Sensorimotor Psychotherapy is a methodology for facilitating the processing of un-integrated physical (sensorimotor) reactions to trauma and for resolving the destructive effects of these reactions on cognitive and emotional experience. These sensorimotor reactions involve autonomic nervous system arousal and orienting/defensive responses, which seek to resolve to a point of rest and satisfaction in the body. During a traumatic event successful fight or flight would often resolve these reactions. However, for the majority of traumatized clients, this does not occur. Traumatized individuals are plagued by the return of dissociated, incomplete or ineffective sensorimotor reactions in such forms as intrusive images, sounds, smells, body sensations, physical pain, constriction, numbing and the inability to control their nervous systems’ arousal. Most psychotherapeutic approaches favor emotional and cognitive processing over body processing, however, “since somatic symptoms are significant in traumatization, the efficacy of trauma treatment may be increased by the addition of interventions that facilitate sensorimotor processing interventions can help regulate and facilitate emotional and cognitive processing, and we find that confronting somatic issues by directly addressing sensorimotor processing can be useful in restoring normal healthy functioning for victims of trauma regardless of the nature of the trauma's origin.
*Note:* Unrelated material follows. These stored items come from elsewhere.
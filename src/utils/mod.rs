//! Export contents of `utils` folder
mod utils;

pub use self::utils::*;
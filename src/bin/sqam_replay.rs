use std::fs::File;
use std::io::{BufRead, BufReader};
use std::path::PathBuf;

use anyhow::{Context, Result};
use clap::Parser;
use serde::Deserialize;
use tracing::{info, warn};
use tracing_subscriber::EnvFilter;

use sqam_rs::sqam::{SequenceQualityEngine, SqamConfig, TrackId, TracingSink};
use sqam_rs::utils::Rect;

/// Replays recorded tracker output through the sequence quality analysis
#[derive(Parser, Debug)]
#[command(name = "sqam-replay", about = "Sequence quality analysis over recorded tracks")]
struct Args {
    /// YAML file with tunables (flat or under `sqam_cfg`). Defaults are used if omitted
    #[arg(long, value_name = "PATH")]
    config: Option<PathBuf>,
    /// JSON lines file, one frame per line: {"boxes": [[cx, cy, w, h], ...], "track_ids": [...]}
    #[arg(long, value_name = "PATH")]
    detections: PathBuf,
    /// Scene height in pixels
    #[arg(long)]
    height: i32,
    /// Scene width in pixels
    #[arg(long)]
    width: i32,
    /// Where diagrams are put
    #[arg(long, default_value = "outputs/acquisition_system")]
    output: PathBuf,
}

#[derive(Debug, Deserialize)]
struct DetectionFrame {
    #[serde(default)]
    boxes: Vec<[f32; 4]>,
    #[serde(default)]
    track_ids: Vec<TrackId>,
}

fn main() -> Result<()> {
    tracing_subscriber::fmt()
        .with_env_filter(EnvFilter::try_from_default_env().unwrap_or_else(|_| EnvFilter::new("info")))
        .with_target(false)
        .init();
    let args = Args::parse();
    run(args)
}

fn run(args: Args) -> Result<()> {
    let config = match &args.config {
        Some(path) => SqamConfig::from_file(path)
            .with_context(|| format!("can't load config from {}", path.display()))?,
        None => SqamConfig::default(),
    };
    info!(?config, "Config loaded");

    let mut sink = TracingSink::new();
    sink.reset_time();
    let mut engine: SequenceQualityEngine<usize> =
        SequenceQualityEngine::new(args.height, args.width, config)
            .context("error while creating the sequence quality engine")?
            .with_sink(Box::new(sink));
    info!("{}", engine);
    info!("Start Tracking!");

    let file = File::open(&args.detections)
        .with_context(|| format!("can't open detections {}", args.detections.display()))?;
    let mut frames = 0;
    let mut completed = 0;
    let mut excluded = 0;
    for (line_no, line) in BufReader::new(file).lines().enumerate() {
        let line = line?;
        if line.trim().is_empty() {
            continue;
        }
        let frame: DetectionFrame = match serde_json::from_str(&line) {
            Ok(frame) => frame,
            Err(err) => {
                warn!(line = line_no + 1, "Skipping malformed frame: {}", err);
                continue;
            }
        };
        let boxes: Vec<Rect> = frame
            .boxes
            .iter()
            .map(|b| Rect::new(b[0], b[1], b[2], b[3]))
            .collect();
        let report = engine.process_new_frame(frames, &boxes, &frame.track_ids);
        completed += report.summary.valid_sequence_num;
        excluded += report.summary.exclusions_num;
        frames += 1;
    }

    info!(frames, completed, excluded, "Replay is done");
    engine.end(&args.output)?;
    Ok(())
}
However, we also find that sensorimotor processing alone is insufficient; the integration of all three levels of processing – sensorimotor, emotional and cognitive – is essential for recovery to occur.” (SMP website)

Other methods Stacey draws from include: Cognitive Behavioral Therapy (CBT) Mindfulness Based Stress Reduction (MBSR), Creative Expression (Art therapy), Sand-tray therapy, Somatic Experiencing, Gestalt, Attachment theory, Bibliotherapy (books/film), and teachings from the research of Brene Brown (Vulnerability, Shame, Empowerment, Leadership), Steven Porgess and Deb Dana (Polyvagal Theory).